Ao contrário de Xangai no sábado, os manifestantes em Pequim evitaram citar Xi ou o Partido Comunista Chinês. As manifestações em Xangai se transformaram em confrontos mais violentos, com a polícia detendo pelo menos dois veículos com pessoas, segundo testemunhas, embora não esteja claro se os slogans foram o motivo.

Pairando sobre tudo isso, estava a questão de qual era o objetivo, em um país onde as pessoas se acostumaram a ser governadas, sem resposta. “Sabemos que nossos pedidos não serão atendidos. Estamos aqui apenas para expressar nossas emoções”, disse um participante em Pequim acaloradamente a um funcionário que se envolveu com os manifestantes por volta da 1h.

“Não, deve haver uma resposta!” outros na multidão imediatamente gritaram. “Resolva os problemas!”

Um participante, um cineasta que deu apenas seu sobrenome, Wang, disse que não esperava que muita coisa mudasse por causa dos protestos.

“Como chineses, nossa capacidade de organização ainda é muito fraca. Não temos a experiência ou o conhecimento”, disse ele. “Isso” – a capacidade de se reunir – “já foi conquistado com muito esforço”.

E, embora o protesto tenha durado mais do que muitos esperavam naquela noite, pode ter sido passageiro. À medida que se aproximava das 2 da manhã, o número de policiais crescia, com várias colunas marchando rapidamente pela rua com golas de pele preta combinando e máscaras faciais brancas, reunindo o número cada vez menor de participantes em pequenos grupos na calçada.
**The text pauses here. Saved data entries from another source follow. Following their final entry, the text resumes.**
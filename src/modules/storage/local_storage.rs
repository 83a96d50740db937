use std::path::{Path, PathBuf};

use thiserror::Error;
use tracing::{debug, info};

use crate::core::config::StorageConfig;
use crate::core::error::AppError;
use crate::shared::constants::{is_allowed_extension, DOCUMENT_FORMATS, IMAGE_FORMATS};
use crate::shared::validation::{file_extension, secure_filename, REPORT_NUM_REGEX};

#[derive(Debug, Error)]
pub enum StorageError {
    #[error("Storage I/O error: {0}")]
    Io(#[from] std::io::Error),

    #[error("Invalid filename: {0}")]
    InvalidFilename(String),

    #[error("File type '{0}' is not allowed")]
    UnsupportedType(String),

    #[error("File not found: {0}")]
    NotFound(String),
}

impl From<StorageError> for AppError {
    fn from(err: StorageError) -> Self {
        let message = err.to_string();
        match err {
            StorageError::Io(_) => AppError::Internal(message),
            StorageError::InvalidFilename(_) => AppError::BadRequest(message),
            StorageError::UnsupportedType(_) => AppError::BadRequest(format!(
                "{}. Allowed types: {}, {}",
                message,
                IMAGE_FORMATS.join(", "),
                DOCUMENT_FORMATS.join(", ")
            )),
            StorageError::NotFound(_) => AppError::NotFound(message),
        }
    }
}

/// An upload waiting in the staging folder
#[derive(Debug, Clone, PartialEq)]
pub struct StagedFile {
    pub filename: String,
    pub file_type: String,
}

/// Attachment files on the local filesystem
pub struct LocalStorage {
    upload_root: PathBuf,
    staging_dir: PathBuf,
}

impl LocalStorage {
    pub fn new(config: &StorageConfig) -> Self {
        Self {
            upload_root: config.upload_root.clone(),
            staging_dir: config.staging_dir.clone(),
        }
    }

    pub async fn ensure_dirs(&self) -> Result<(), StorageError> {
        tokio::fs::create_dir_all(&self.staging_dir).await?;
        info!("Attachment staging folder ready: {}", self.staging_dir.display());
        Ok(())
    }

    pub fn staging_dir(&self) -> &Path {
        &self.staging_dir
    }

    /// Folder holding every attachment of one report
    pub fn report_dir(&self, report_num: &str) -> Result<PathBuf, StorageError> {
        if !REPORT_NUM_REGEX.is_match(report_num) {
            return Err(StorageError::InvalidFilename(report_num.to_string()));
        }
        Ok(self.upload_root.join(report_num))
    }

    /// Whether `filename` is waiting in staging
    pub async fn is_staged(&self, filename: &str) -> bool {
        match checked_name(filename) {
            Ok(name) => tokio::fs::try_exists(self.staging_dir().join(name))
                .await
                .unwrap_or(false),
            Err(_) => false,
        }
    }

    /// Sanitize the name, check the extension and write the file to staging
    pub async fn stage(&self, original_name: &str, data: &[u8]) -> Result<StagedFile, StorageError> {
        let filename = secure_filename(original_name)
            .ok_or_else(|| StorageError::InvalidFilename(original_name.to_string()))?;

        let file_type = file_extension(&filename);
        if !is_allowed_extension(&file_type) {
            return Err(StorageError::UnsupportedType(file_type));
        }

        tokio::fs::create_dir_all(&self.staging_dir).await?;
        let path = self.staging_dir.join(&filename);
        tokio::fs::write(&path, data).await?;
        debug!("Staged attachment {} ({} bytes)", path.display(), data.len());

        Ok(StagedFile {
            filename,
            file_type,
        })
    }

    /// Move a staged file into the report's folder
    pub async fn move_to_report(&self, report_num: &str, filename: &str) -> Result<(), StorageError> {
        let filename = checked_name(filename)?;
        let report_dir = self.report_dir(report_num)?;
        tokio::fs::create_dir_all(&report_dir).await?;

        let src = self.staging_dir.join(filename);
        if !tokio::fs::try_exists(&src).await? {
            return Err(StorageError::NotFound(filename.to_string()));
        }
        let dst = report_dir.join(filename);
        tokio::fs::rename(&src, &dst).await?;
        info!("Moved attachment {} to {}", filename, dst.display());
        Ok(())
    }

    pub async fn read_report_file(
        &self,
        report_num: &str,
        filename: &str,
    ) -> Result<Vec<u8>, StorageError> {
        let filename = checked_name(filename)?;
        let path = self.report_dir(report_num)?.join(filename);
        match tokio::fs::read(&path).await {
            Ok(data) => Ok(data),
            Err(e) if e.kind() == std::io::ErrorKind::NotFound => {
                Err(StorageError::NotFound(filename.to_string()))
            }
            Err(e) => Err(e.into()),
        }
    }
}

/// Names coming back from clients must already be in sanitized form
fn checked_name(filename: &str) -> Result<&str, StorageError> {
    match secure_filename(filename) {
        Some(clean) if clean == filename => Ok(filename),
        _ => Err(StorageError::InvalidFilename(filename.to_string())),
    }
}
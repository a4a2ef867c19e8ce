use std::collections::HashMap;

use parking_lot::RwLock;
use sark_domain::error::SarkError;
use sark_domain::{Capability, Sensitivity};
use uuid::Uuid;

/// Every declared `Capability` (tool) across every registered server, keyed
/// by id. Same shape as [`crate::ServerRegistry`] — one `RwLock`-guarded
/// map, whole-entry replace — since capabilities are registered in bulk at
/// discovery time and read far more than they're written.
#[derive(Default)]
pub struct CapabilityStore {
    capabilities: RwLock<HashMap<Uuid, Capability>>,
}

impl CapabilityStore {
    pub fn new() -> Self {
        Self {
            capabilities: RwLock::new(HashMap::new()),
        }
    }

    /// Replace every capability belonging to `server_id` with `discovered`.
    /// Called after a discovery run (§4.8); existing `override_history` for
    /// a capability that survives under the same id is preserved, since a
    /// human's sensitivity override shouldn't be wiped by re-discovery.
    pub fn replace_for_server(&self, server_id: Uuid, discovered: Vec<Capability>) {
        let mut capabilities = self.capabilities.write();
        capabilities.retain(|_, c| c.server_id != server_id);
        for cap in discovered {
            capabilities.insert(cap.id, cap);
        }
    }

    pub fn get(&self, id: Uuid) -> Result<Capability, SarkError> {
        self.capabilities
            .read()
            .get(&id)
            .cloned()
            .ok_or_else(|| SarkError::NotFound(format!("capability {id} not found")))
    }

    pub fn list(&self, server_id: Option<Uuid>) -> Vec<Capability> {
        self.capabilities
            .read()
            .values()
            .filter(|c| server_id.map(|sid| c.server_id == sid).unwrap_or(true))
            .cloned()
            .collect()
    }

    /// Manual sensitivity override (`PATCH /tools/{id}/sensitivity`).
    pub fn set_sensitivity(
        &self,
        id: Uuid,
        level: Sensitivity,
        reviewer_principal_id: Uuid,
        reason: impl Into<String>,
    ) -> Result<Capability, SarkError> {
        let mut capabilities = self.capabilities.write();
        let cap = capabilities
            .get_mut(&id)
            .ok_or_else(|| SarkError::NotFound(format!("capability {id} not found")))?;
        cap.set_sensitivity(level, reviewer_principal_id, reason);
        Ok(cap.clone())
    }

    pub fn remove_for_server(&self, server_id: Uuid) {
        self.capabilities.write().retain(|_, c| c.server_id != server_id);
    }
}

#[cfg(test)]
mod tests {
    use super::*;

    fn capability(server_id: Uuid) -> Capability {
        Capability {
            id: Uuid::new_v4(),
            server_id,
            name: "list_files".into(),
            description: "list files".into(),
            input_schema: serde_json::json!({}),
            sensitivity: Sensitivity::Low,
            override_history: vec![],
            requires_approval: false,
        }
    }

    #[test]
    fn replace_for_server_drops_stale_entries() {
        let store = CapabilityStore::new();
        let server_id = Uuid::new_v4();
        let cap_a = capability(server_id);
        store.replace_for_server(server_id, vec![cap_a.clone()]);
        assert_eq!(store.list(Some(server_id)).len(), 1);

        let cap_b = capability(server_id);
        store.replace_for_server(server_id, vec![cap_b.clone()]);
        let listed = store.list(Some(server_id));
        assert_eq!(listed.len(), 1);
        assert_eq!(listed[0].id, cap_b.id);
        assert!(store.get(cap_a.id).is_err());
    }

    #[test]
    fn set_sensitivity_records_override() {
        let store = CapabilityStore::new();
        let server_id = Uuid::new_v4();
        let cap = capability(server_id);
        let id = cap.id;
        store.replace_for_server(server_id, vec![cap]);

        let reviewer = Uuid::new_v4();
        let updated = store
            .set_sensitivity(id, Sensitivity::Critical, reviewer, "handles prod secrets")
            .unwrap();
        assert_eq!(updated.sensitivity, Sensitivity::Critical);
        assert_eq!(updated.override_history.len(), 1);
    }

    #[test]
    fn set_sensitivity_on_unknown_capability_is_not_found() {
        let store = CapabilityStore::new();
        assert!(matches!(
            store.set_sensitivity(Uuid::new_v4(), Sensitivity::High, Uuid::new_v4(), "x"),
            Err(SarkError::NotFound(_))
        ));
    }
}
Em um grupo, uma mulher pediu a todos que se afastassem juntos, para que ninguém pudesse ser pego sozinho.

As ruas se esvaziaram e o que restou foi, novamente, a incerteza – sobre o que viria a seguir, se é que algo aconteceria. Na segunda-feira, as ruas estavam silenciosas, enquanto os bloqueios e fechamentos da Covid continuavam, embora policiais guardassem algumas paradas e cruzamentos do metrô. Online, alguns discutiram planos para outro encontro naquela noite, propondo demandas potenciais para os participantes se unirem, como um pedido de desculpas do governo a Urumqi.

Mas outros temiam que policiais já tivessem se infiltrado no grupo; alguns disseram que receberam telefonemas da polícia local perguntando onde eles estiveram na noite anterior. No início da noite, os carros da polícia se alinhavam na área onde as pessoas haviam escolhido se reunir naquela noite. Os participantes foram escassos.